Sorry Harpo, I'll stop casually throwing aroud terms I dont fully understand. The voltages coming out of the PSU board are listed as +/-XX, not the toroid.

I'm using the Amveco 62054-P2S02 http://www.amveco.com/pdf/Amveco_Catalog.pdf#page=25
My mistake, it's a 2x18 power toroid.

I haven't heat sunk the regulators yet. I was going to have one of the guys at work make some custom sinks once I got everything working good. I wont connect them. I think I follow what you are saying about loading them, sort of....
http://www.gyraf.dk/gy_pd/calreq/minipsu.pdf
do I need to make a change to this circuit? I built it exactly as it shows and connected Red/Brown to 0, and Blue to AC and the Green to the other AC (does order mattter there?). Coming out the other side I have Red/Yellow going to N, and Black/Violet going to the unmarked pin on the IEC. Then I have the IEC gound running over to the Input XLR mounting bolt, and both Input XLR pin #1 are going to that bolt as well. That's my star ground.

All this is correct, isn't it?

I would just post a picture, but someone stole our camera when my wife accidentally took it to her work. We were supposed to go out and pick up another one tonight, but she's mad at me and we're not going anywhere.
 
Hi Josh
forgive me for saying this,but i think from your description above,you need a ground connection for the ps.
shouldn`t you connect the 0v(rectified) to ground?
best regards
pedro
 
from your datasheet reference your transformer wiering is Ok. (you can ohm it out to assure they didn't change their colour scheme) Assuming your transformer is working as shown your meter will read ~36V AC across the outer transformer secondary windings (blue/green). As long as no load is connected, this voltage is probably a little higher and it also will vary with different line voltages.

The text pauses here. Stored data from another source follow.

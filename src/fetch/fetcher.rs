//! The fetcher: cache in front of retry, rate limiting and transport.

use bytes::Bytes;
use url::Url;

use crate::cache::ResponseCache;
use crate::config::StatsConfig;
use crate::net::{Decode, FetchError, FetchResult, HttpTransport, ResourceKey, Transport};
use crate::resilience::{RateLimiter, RetryPolicy};

/// Cached, rate-limited, retrying access to the upstream API.
#[derive(Debug)]
pub struct Fetcher<T = HttpTransport> {
    transport: T,
    limiter: RateLimiter,
    retry: RetryPolicy,
    cache: ResponseCache,
}

impl Fetcher<HttpTransport> {
    /// Build the HTTP-backed pipeline from configuration.
    pub fn from_config(config: &StatsConfig) -> FetchResult<Self> {
        let transport = HttpTransport::new(&config.transport)?;
        Ok(Self::new(
            transport,
            RateLimiter::from_config(&config.rate_limit),
            RetryPolicy::from_config(&config.retries),
            ResponseCache::new(),
        ))
    }
}

impl<T: Transport> Fetcher<T> {
    pub fn new(transport: T, limiter: RateLimiter, retry: RetryPolicy, cache: ResponseCache) -> Self {
        tracing::debug!(
            interval_ms = limiter.interval().as_millis() as u64,
            max_attempts = retry.max_attempts(),
            "Fetcher initialized"
        );
        Self {
            transport,
            limiter,
            retry,
            cache,
        }
    }

    /// Raw JSON body for `target`, from cache when still valid.
    ///
    /// Failure envelopes are returned as bytes too; deciding what they mean
    /// is up to the caller.
    pub async fn get(&self, target: &Url) -> FetchResult<Bytes> {
        let key = ResourceKey::from(target);
        self.cache
            .get_or_fetch(&key, || self.retrieve(target, Decode::Json))
            .await
    }

    /// Raw body for `target` (no JSON check), bypassing the cache.
    pub async fn download(&self, target: &Url) -> FetchResult<Bytes> {
        self.retrieve(target, Decode::Raw).await
    }

    /// One logical retrieval: every attempt waits for the rate limiter.
    async fn retrieve(&self, target: &Url, decode: Decode) -> FetchResult<Bytes> {
        let limiter = &self.limiter;
        let transport = &self.transport;
        self.retry
            .run_if(
                move || async move {
                    limiter.acquire().await;
                    transport.fetch(target, decode).await
                },
                FetchError::is_retryable,
            )
            .await
    }

    pub fn cache(&self) -> &ResponseCache {
        &self.cache
    }

    pub fn transport(&self) -> &T {
        &self.transport
    }
}
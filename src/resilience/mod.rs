//! Resilience subsystem.
//!
//! # Data Flow
//! ```text
//! Upstream request (cache miss):
//!     → retries.rs (bounded attempts, retry request errors only)
//!         → rate_limit.rs (wait for the process-wide slot)
//!         → transport (single GET)
//!     → On retryable failure: backoff.rs (optional delay), next attempt
//! ```
//!
//! # Design Decisions
//! - Every attempt goes through the rate limiter, retries included
//! - Parse errors are never retried
//! - Retry and rate limiting are plain values composed by the Fetcher

pub mod backoff;
pub mod rate_limit;
pub mod retries;

pub use backoff::Delay;
pub use rate_limit::RateLimiter;
pub use retries::RetryPolicy;
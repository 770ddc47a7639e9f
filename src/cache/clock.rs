//! Wall-clock source for cache expiry.
//!
//! Upstream expiry timestamps are Unix epoch milliseconds, so the cache
//! compares against wall time rather than a monotonic clock.

use std::fmt;
use std::sync::atomic::{AtomicI64, Ordering};
use std::time::{Duration, SystemTime, UNIX_EPOCH};

/// Source of the current time in Unix epoch milliseconds.
pub trait Clock: Send + Sync + fmt::Debug {
    fn now_ms(&self) -> i64;
}

/// The system wall clock.
#[derive(Debug, Default, Clone, Copy)]
pub struct SystemClock;

impl Clock for SystemClock {
    fn now_ms(&self) -> i64 {
        SystemTime::now()
            .duration_since(UNIX_EPOCH)
            .unwrap_or_default()
            .as_millis() as i64
    }
}

/// A clock that only moves when told to.
#[derive(Debug, Default)]
pub struct ManualClock {
    now_ms: AtomicI64,
}

impl ManualClock {
    pub fn new(now_ms: i64) -> Self {
        Self {
            now_ms: AtomicI64::new(now_ms),
        }
    }

    pub fn set(&self, now_ms: i64) {
        self.now_ms.store(now_ms, Ordering::SeqCst);
    }

    pub fn advance(&self, by: Duration) {
        self.now_ms.fetch_add(by.as_millis() as i64, Ordering::SeqCst);
    }
}

impl Clock for ManualClock {
    fn now_ms(&self) -> i64 {
        self.now_ms.load(Ordering::SeqCst)
    }
}
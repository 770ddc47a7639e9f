//! In-memory transport for unit tests.

use bytes::Bytes;
use std::sync::atomic::{AtomicU32, Ordering};
use std::time::Duration;
use url::Url;

use crate::net::transport::Transport;
use crate::net::types::{Decode, FetchResult};

type Responder = Box<dyn Fn(u32, &Url) -> FetchResult<Bytes> + Send + Sync>;

/// Answers every request with `respond(call_number, url)`; call numbers start at 1.
pub(crate) struct StubTransport {
    calls: AtomicU32,
    latency: Duration,
    respond: Responder,
}

impl StubTransport {
    pub(crate) fn new(respond: impl Fn(u32, &Url) -> FetchResult<Bytes> + Send + Sync + 'static) -> Self {
        Self {
            calls: AtomicU32::new(0),
            latency: Duration::ZERO,
            respond: Box::new(respond),
        }
    }

    pub(crate) fn with_latency(mut self, latency: Duration) -> Self {
        self.latency = latency;
        self
    }

    pub(crate) fn calls(&self) -> u32 {
        self.calls.load(Ordering::SeqCst)
    }
}

impl Transport for StubTransport {
    async fn fetch(&self, target: &Url, _decode: Decode) -> FetchResult<Bytes> {
        let n = self.calls.fetch_add(1, Ordering::SeqCst) + 1;
        if !self.latency.is_zero() {
            tokio::time::sleep(self.latency).await;
        }
        (self.respond)(n, target)
    }
}

/// A success envelope wrapping `data`.
pub(crate) fn success_body(cached_until: i64, data: &str) -> Bytes {
    Bytes::from(format!(
        r#"{{"success":true,"cache":{{"status":"miss","cached_at":0,"cached_until":{cached_until}}},"data":{data}}}"#
    ))
}

/// A failure envelope.
pub(crate) fn failure_body(error: &str) -> Bytes {
    Bytes::from(format!(r#"{{"success":false,"error":"{error}"}}"#))
}
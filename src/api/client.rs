//! Typed client for the stats API.

use bytes::Bytes;
use serde::de::DeserializeOwned;
use std::sync::Arc;
use url::Url;

use crate::api::player::Player;
use crate::api::query::UserQuery;
use crate::api::types::{SummaryKind, UserInfo};
use crate::config::StatsConfig;
use crate::fetch::Fetcher;
use crate::net::{FetchError, FetchResult, HttpTransport, ResponseEnvelope, Transport};

pub(crate) const USER_INFO_CONTEXT: &str = "user info request failed";
pub(crate) const SUMMARY_CONTEXT: &str = "user summaries request failed";

/// Endpoint-level access on top of a [`Fetcher`].
#[derive(Debug)]
pub struct StatsClient<T = HttpTransport> {
    fetcher: Fetcher<T>,
    base_url: Url,
    content_url: Url,
}

impl StatsClient<HttpTransport> {
    pub fn from_config(config: &StatsConfig) -> FetchResult<Self> {
        Ok(Self::new(
            Fetcher::from_config(config)?,
            parse_base(&config.api.base_url)?,
            parse_base(&config.api.content_url)?,
        ))
    }
}

impl<T: Transport> StatsClient<T> {
    pub fn new(fetcher: Fetcher<T>, base_url: Url, content_url: Url) -> Self {
        Self {
            fetcher,
            base_url,
            content_url,
        }
    }

    /// Lazily-resolved view of one player.
    pub fn player(self: &Arc<Self>, query: UserQuery) -> Player<T> {
        Player::new(self.clone(), query)
    }

    /// `users/{user}`.
    pub async fn user_info(&self, query: &UserQuery) -> FetchResult<UserInfo> {
        let target = endpoint(&self.base_url, &["users", &query.request_param()]);
        self.get_json(&target, USER_INFO_CONTEXT).await
    }

    /// `users/{user}/summaries/{kind}`.
    pub async fn summary<D: DeserializeOwned>(&self, query: &UserQuery, kind: SummaryKind) -> FetchResult<D> {
        let target = endpoint(
            &self.base_url,
            &["users", &query.request_param(), "summaries", kind.as_path()],
        );
        self.get_json(&target, SUMMARY_CONTEXT).await
    }

    /// Avatar image bytes. Not cached.
    pub async fn avatar(&self, user_id: &str, revision: u64) -> FetchResult<Bytes> {
        let mut target = endpoint(&self.content_url, &["avatars", &format!("{user_id}.jpg")]);
        target.query_pairs_mut().append_pair("rv", &revision.to_string());
        self.fetcher.download(&target).await
    }

    /// Fetch `target` through the cache and decode its envelope.
    pub async fn get_json<D: DeserializeOwned>(&self, target: &Url, context: &str) -> FetchResult<D> {
        let body = self.fetcher.get(target).await?;
        ResponseEnvelope::<D>::from_slice(&body)?.into_data(context)
    }

    pub fn fetcher(&self) -> &Fetcher<T> {
        &self.fetcher
    }
}

fn parse_base(raw: &str) -> FetchResult<Url> {
    let url = Url::parse(raw).map_err(|e| FetchError::InvalidUrl {
        url: raw.to_string(),
        reason: e.to_string(),
    })?;
    if url.cannot_be_a_base() {
        return Err(FetchError::InvalidUrl {
            url: raw.to_string(),
            reason: "cannot be a base URL".to_string(),
        });
    }
    Ok(url)
}

/// Append percent-encoded path segments to `base`.
fn endpoint(base: &Url, segments: &[&str]) -> Url {
    let mut url = base.clone();
    if let Ok(mut path) = url.path_segments_mut() {
        path.pop_if_empty().extend(segments);
    }
    url
}
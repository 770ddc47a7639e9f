//! Typed payloads of the user endpoints.

use serde::{Deserialize, Serialize};
use std::fmt;

/// Competitive rank letter. `Z` means unranked.
#[derive(Debug, Clone, Copy, PartialEq, Eq, Hash, Deserialize, Serialize)]
pub enum Rank {
    #[serde(rename = "x+")]
    XPlus,
    #[serde(rename = "x")]
    X,
    #[serde(rename = "u")]
    U,
    #[serde(rename = "ss")]
    SS,
    #[serde(rename = "s+")]
    SPlus,
    #[serde(rename = "s")]
    S,
    #[serde(rename = "s-")]
    SMinus,
    #[serde(rename = "a+")]
    APlus,
    #[serde(rename = "a")]
    A,
    #[serde(rename = "a-")]
    AMinus,
    #[serde(rename = "b+")]
    BPlus,
    #[serde(rename = "b")]
    B,
    #[serde(rename = "b-")]
    BMinus,
    #[serde(rename = "c+")]
    CPlus,
    #[serde(rename = "c")]
    C,
    #[serde(rename = "c-")]
    CMinus,
    #[serde(rename = "d+")]
    DPlus,
    #[serde(rename = "d")]
    D,
    #[serde(rename = "z")]
    Z,
}

impl Rank {
    pub fn as_str(&self) -> &'static str {
        match self {
            Rank::XPlus => "x+",
            Rank::X => "x",
            Rank::U => "u",
            Rank::SS => "ss",
            Rank::SPlus => "s+",
            Rank::S => "s",
            Rank::SMinus => "s-",
            Rank::APlus => "a+",
            Rank::A => "a",
            Rank::AMinus => "a-",
            Rank::BPlus => "b+",
            Rank::B => "b",
            Rank::BMinus => "b-",
            Rank::CPlus => "c+",
            Rank::C => "c",
            Rank::CMinus => "c-",
            Rank::DPlus => "d+",
            Rank::D => "d",
            Rank::Z => "z",
        }
    }

    pub fn is_ranked(&self) -> bool {
        *self != Rank::Z
    }
}

impl fmt::Display for Rank {
    fn fmt(&self, f: &mut fmt::Formatter<'_>) -> fmt::Result {
        f.write_str(self.as_str())
    }
}

/// Canonical identity of a player. Two users are equal when their IDs are.
#[derive(Debug, Clone, Eq, Deserialize, Serialize)]
pub struct User {
    pub id: String,
    pub name: String,
}

impl PartialEq for User {
    fn eq(&self, other: &Self) -> bool {
        self.id == other.id
    }
}

/// `users/{user}` payload.
#[derive(Debug, Clone, Deserialize)]
pub struct UserInfo {
    #[serde(rename = "_id")]
    pub id: String,
    pub username: String,
    #[serde(default)]
    pub avatar_revision: Option<u64>,
    #[serde(default)]
    pub banner_revision: Option<u64>,
}

/// Which summary endpoint to query.
#[derive(Debug, Clone, Copy, PartialEq, Eq, Hash)]
pub enum SummaryKind {
    /// 40 lines.
    Sprint,
    Blitz,
    League,
}

impl SummaryKind {
    pub fn as_path(&self) -> &'static str {
        match self {
            SummaryKind::Sprint => "40l",
            SummaryKind::Blitz => "blitz",
            SummaryKind::League => "league",
        }
    }
}

/// User as embedded in a solo record.
#[derive(Debug, Clone, Deserialize)]
pub struct RecordUser {
    pub id: String,
    pub username: String,
    #[serde(default)]
    pub avatar_revision: Option<u64>,
    #[serde(default)]
    pub banner_revision: Option<u64>,
}

#[derive(Debug, Clone, Deserialize)]
pub struct RecordStats {
    /// Completion time in milliseconds.
    #[serde(default)]
    pub finaltime: Option<f64>,
    #[serde(default)]
    pub score: Option<i64>,
}

#[derive(Debug, Clone, Deserialize)]
pub struct RecordResults {
    pub stats: RecordStats,
}

#[derive(Debug, Clone, Deserialize)]
pub struct SoloRecord {
    pub user: RecordUser,
    pub results: RecordResults,
}

/// `summaries/40l` and `summaries/blitz` payload.
#[derive(Debug, Clone, Deserialize)]
pub struct SoloSummary {
    pub record: Option<SoloRecord>,
    /// Global rank, -1 when not ranked.
    pub rank: i64,
    pub rank_local: i64,
}

/// `summaries/league` payload.
#[derive(Debug, Clone, Deserialize)]
pub struct LeagueSummary {
    #[serde(default)]
    pub gamesplayed: u32,
    #[serde(default)]
    pub gameswon: u32,
    /// Tetra Rating, -1 when unrated.
    pub tr: f64,
    pub rank: Rank,
    #[serde(default)]
    pub gxe: Option<f64>,
}
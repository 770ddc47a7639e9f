//! Single-flight response cache.
//!
//! # Data Flow
//! ```text
//! get_or_fetch(key, fetch)
//!     → inflight.rs (exclusive guard for key; concurrent callers queue here)
//!     → store.rs (fresh entry? return it)
//!     → fetch() (cache miss: the retry/rate-limit/transport pipeline)
//!     → envelope (success → store until cached_until; failure → not stored)
//!     → release guard, return raw bytes
//! ```
//!
//! # Design Decisions
//! - At most one fetch per key is in flight; waiters see the winner's entry
//! - Failure envelopes are returned but never stored, so waiters re-fetch
//! - Expiry comes from the upstream `cached_until`; a past value stores an
//!   entry that is already stale
//! - Expired entries are removed lazily on read (or by `purge_expired`)

pub mod clock;
pub mod inflight;
pub mod store;

use bytes::Bytes;
use std::future::Future;
use std::sync::Arc;

use crate::net::{EnvelopeMeta, FetchResult, ResourceKey, ResponseEnvelope};
use crate::observability::metrics;

pub use clock::{Clock, ManualClock, SystemClock};
pub use inflight::InFlight;
pub use store::{CacheEntry, EntryStore};

/// Key-addressed cache of raw upstream responses.
#[derive(Debug)]
pub struct ResponseCache {
    store: EntryStore,
    in_flight: InFlight,
    clock: Arc<dyn Clock>,
}

impl ResponseCache {
    /// Create a cache driven by the system clock.
    pub fn new() -> Self {
        Self::with_clock(Arc::new(SystemClock))
    }

    /// Create a cache driven by `clock`.
    pub fn with_clock(clock: Arc<dyn Clock>) -> Self {
        Self {
            store: EntryStore::new(),
            in_flight: InFlight::new(),
            clock,
        }
    }

    /// Return the cached payload for `key`, or resolve it with `fetch`.
    ///
    /// `fetch` runs only on a miss, while this caller holds the key's guard.
    /// Its bytes are parsed as a response envelope: successes are stored until
    /// their `cached_until`, failures are returned without being stored.
    pub async fn get_or_fetch<F, Fut>(&self, key: &ResourceKey, fetch: F) -> FetchResult<Bytes>
    where
        F: FnOnce() -> Fut,
        Fut: Future<Output = FetchResult<Bytes>>,
    {
        let _guard = self.in_flight.acquire(key).await;

        if let Some(payload) = self.store.get_fresh(key, self.clock.now_ms()) {
            tracing::debug!(key = %key, "Cache hit");
            metrics::record_cache_lookup(true);
            return Ok(payload);
        }

        tracing::debug!(key = %key, "Cache miss");
        metrics::record_cache_lookup(false);

        let payload = fetch().await?;

        match EnvelopeMeta::from_slice(&payload)? {
            ResponseEnvelope::Success { cache, .. } => {
                let ttl_ms = cache.cached_until.saturating_sub(self.clock.now_ms());
                tracing::debug!(key = %key, ttl_ms, "Caching response");
                self.store.insert(
                    key.clone(),
                    CacheEntry {
                        payload: payload.clone(),
                        expires_at: cache.cached_until,
                    },
                );
            }
            ResponseEnvelope::Failure { error } => {
                tracing::debug!(key = %key, error = %error, "Upstream reported failure, not caching");
            }
        }

        Ok(payload)
    }

    /// Fresh payload for `key` without fetching or waiting on in-flight work.
    pub fn peek(&self, key: &ResourceKey) -> Option<Bytes> {
        self.store.get_fresh(key, self.clock.now_ms())
    }

    /// Drop all stale entries.
    pub fn purge_expired(&self) -> usize {
        let purged = self.store.purge_expired(self.clock.now_ms());
        if purged > 0 {
            tracing::debug!(purged, "Purged expired cache entries");
        }
        purged
    }

    /// Number of stored entries, stale ones included until they are read or purged.
    pub fn len(&self) -> usize {
        self.store.len()
    }

    pub fn is_empty(&self) -> bool {
        self.store.is_empty()
    }

    /// Number of keys currently being resolved or awaited.
    pub fn in_flight_keys(&self) -> usize {
        self.in_flight.len()
    }

}

impl Default for ResponseCache {
    fn default() -> Self {
        Self::new()
    }
}
//! Per-key in-flight guards.
//!
//! Each key currently being resolved owns a slot holding an async mutex and
//! the number of callers holding or awaiting it. Slots are created on first
//! use and removed when that count drops to zero, all under one map lock, so
//! the map only ever contains keys with live callers.

use std::collections::HashMap;
use std::sync::{Arc, Mutex, MutexGuard, PoisonError};
use tokio::sync::{Mutex as AsyncMutex, OwnedMutexGuard};

use crate::net::ResourceKey;

#[derive(Debug)]
struct Slot {
    lock: Arc<AsyncMutex<()>>,
    holders: usize,
}

/// Map of per-key guards.
#[derive(Debug, Default)]
pub struct InFlight {
    slots: Mutex<HashMap<ResourceKey, Slot>>,
}

impl InFlight {
    pub fn new() -> Self {
        Self::default()
    }

    /// Wait for exclusive access to `key`.
    ///
    /// Cancel-safe: dropping the returned future while it waits releases
    /// the caller's claim on the slot.
    pub async fn acquire(&self, key: &ResourceKey) -> KeyGuard<'_> {
        let lease = self.lease(key);
        let permit = lease.lock.clone().lock_owned().await;
        KeyGuard {
            _permit: permit,
            _lease: lease,
        }
    }

    /// Number of keys with callers holding or awaiting a guard.
    pub fn len(&self) -> usize {
        self.slots().len()
    }

    pub fn is_empty(&self) -> bool {
        self.slots().is_empty()
    }

    fn lease(&self, key: &ResourceKey) -> Lease<'_> {
        let mut slots = self.slots();
        let slot = slots.entry(key.clone()).or_insert_with(|| Slot {
            lock: Arc::new(AsyncMutex::new(())),
            holders: 0,
        });
        slot.holders += 1;
        Lease {
            owner: self,
            key: key.clone(),
            lock: slot.lock.clone(),
        }
    }

    fn release(&self, key: &ResourceKey) {
        let mut slots = self.slots();
        if let Some(slot) = slots.get_mut(key) {
            slot.holders -= 1;
            if slot.holders == 0 {
                slots.remove(key);
            }
        }
    }

    fn slots(&self) -> MutexGuard<'_, HashMap<ResourceKey, Slot>> {
        // Every critical section leaves the map consistent.
        self.slots.lock().unwrap_or_else(PoisonError::into_inner)
    }
}

/// A caller's claim on a slot, counted in `holders`.
struct Lease<'a> {
    owner: &'a InFlight,
    key: ResourceKey,
    lock: Arc<AsyncMutex<()>>,
}

impl Drop for Lease<'_> {
    fn drop(&mut self) {
        self.owner.release(&self.key);
    }
}

/// Exclusive access to one key. Released on drop.
pub struct KeyGuard<'a> {
    // Field order matters: the mutex is unlocked before the slot count drops.
    _permit: OwnedMutexGuard<()>,
    _lease: Lease<'a>,
}
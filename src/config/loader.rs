//! Configuration loading from disk.

use std::fs;
use std::path::Path;
use thiserror::Error;

use crate::config::schema::StatsConfig;
use crate::config::validation::{validate_config, ValidationError};

/// Error type for configuration loading.
#[derive(Debug, Error)]
pub enum ConfigError {
    #[error("IO error: {0}")]
    Io(#[from] std::io::Error),

    #[error("Parse error: {0}")]
    Parse(#[from] toml::de::Error),

    #[error("Validation failed: {}", join(.0))]
    Validation(Vec<ValidationError>),
}

fn join(errors: &[ValidationError]) -> String {
    errors
        .iter()
        .map(ToString::to_string)
        .collect::<Vec<_>>()
        .join(", ")
}

/// Load and validate configuration from a TOML file.
pub fn load_config(path: &Path) -> Result<StatsConfig, ConfigError> {
    let content = fs::read_to_string(path)?;
    parse_config(&content)
}

/// Parse and validate configuration from TOML text.
pub fn parse_config(content: &str) -> Result<StatsConfig, ConfigError> {
    let config: StatsConfig = toml::from_str(content)?;
    validate_config(&config).map_err(ConfigError::Validation)?;
    Ok(config)
}
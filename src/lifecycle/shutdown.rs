//! Shutdown coordination.

use std::sync::atomic::{AtomicBool, Ordering};
use std::sync::Arc;
use tokio::sync::broadcast;

/// Coordinator for graceful shutdown.
///
/// Cloned handles share one flag and one broadcast channel. Tasks either poll
/// [`Shutdown::is_triggered`] or await [`Shutdown::cancelled`].
#[derive(Debug, Clone)]
pub struct Shutdown {
    tx: broadcast::Sender<()>,
    triggered: Arc<AtomicBool>,
}

impl Shutdown {
    pub fn new() -> Self {
        let (tx, _) = broadcast::channel(1);
        Self {
            tx,
            triggered: Arc::new(AtomicBool::new(false)),
        }
    }

    /// Trigger the shutdown signal. Idempotent.
    pub fn trigger(&self) {
        if !self.triggered.swap(true, Ordering::SeqCst) {
            tracing::info!("Shutdown requested");
            let _ = self.tx.send(());
        }
    }

    pub fn is_triggered(&self) -> bool {
        self.triggered.load(Ordering::SeqCst)
    }

    /// Resolve once shutdown has been triggered, including before this call.
    pub async fn cancelled(&self) {
        let mut rx = self.tx.subscribe();
        if self.is_triggered() {
            return;
        }
        let _ = rx.recv().await;
    }
}

impl Default for Shutdown {
    fn default() -> Self {
        Self::new()
    }
}
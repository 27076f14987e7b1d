//! Prompt templates for transcription and record extraction.

/// Instruction sent alongside the raw audio bytes.
pub const TRANSCRIPTION_PROMPT: &str = "Transcribe this audio clip in detail:";

/// Extraction instructions, with the transcript appended at the end.
///
/// The section names double as the top-level keys of the extracted record,
/// so renaming one here changes what downstream lookups see.
const EXTRACTION_INSTRUCTIONS: &str = r#"Extract the following EHR components from this medical conversation transcript and return them in JSON format.
Include any available information for each component:

1. patientDemographics (name, age, gender, contact info)
2. medicalHistory (past diagnoses, surgeries, family history)
3. medicationsAndAllergies (current medications, allergies)
4. laboratoryAndTestResults (recent tests, results)
5. clinicalNotes (chief complaint, symptoms, observations)
6. vitalSigns (blood pressure, heart rate, temperature, etc)
7. immunizationRecords (vaccines)
8. ordersAndPrescriptions (tests ordered, medications prescribed)
9. billingAndAdministrativeData (insurance info, billing codes)

Format the response as valid JSON only, with no additional text.

Transcript:
"#;

/// Build the extraction prompt for one transcript.
pub fn build_extraction_prompt(transcript: &str) -> String {
    format!("{EXTRACTION_INSTRUCTIONS}{transcript}")
}
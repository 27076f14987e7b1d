//! voxchart: a voice-to-record intake service for clinical visits.
//!
//! Audio of a visit comes in over HTTP, gets transcribed and distilled
//! into a structured patient record by a generative API, and lands in a
//! local SQLite document store that the read endpoints query by id,
//! extracted patient id, or first name.

pub mod api;
pub mod config;
pub mod db;
pub mod pipeline;

pub use api::{build_router, ApiContext};
pub use config::Settings;
pub use db::{Database, RecordStore};
pub use pipeline::{GeminiClient, IntakePipeline};
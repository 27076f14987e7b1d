//! Liveness endpoint.

use axum::Json;

use crate::api::types::HealthResponse;

/// `GET /api/health`
pub async fn health() -> Json<HealthResponse> {
    Json(HealthResponse {
        status: "ok",
        version: env!("CARGO_PKG_VERSION"),
    })
}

This voltage (this is still AC voltage, so it doesn't matter if you reverse the blue and green secondary wire to your rectifiers AC pins, 50/60Hz later it will be the otherway round anyway) get rectified by a bridge rectifier, resulting in about 50V DC peak across the +/- pins of your rectifier (raw DC-voltage=AC-voltage * 1,414 - 2* 0,7V Diode drop). Between these +/- rectifier pins are your 1000uF reservoir caps, wired in series with your red/brown center tap/0 connection in the middle. (It won't work without this connection) Take care of orientation for these polarized caps. You almost have splitted your feeding raw DC voltage in about 2* 25V, the positive half feeding pin 1 of 7815, the negative feeding pin 2 of 7915. Connect pin 2 of 7815 and pin 1 of 7915 to 0. With connected load (your calrec or prementioned resistors) you will get +15V at pin 3 of 7815 and -15V at pin 3 of 7915 with reference to 0. These regulators will need a heatsink with previous quoted 150mA load per rail and burning 10V differential voltage between reg.in/out. A 100nF cap between close to regulators out and 0 improves stability and transient response, another one between close to reg.in and 0 may be needed if distance between reservoir cap and reg.in exceeds some inches. Although good practice, protection diodes across your reg.in/out and between reg.out and 0 are probably not needed.
Your star ground scheme seems correct. Make shure the IEC ground (safety ground) is always and safe connected to your case.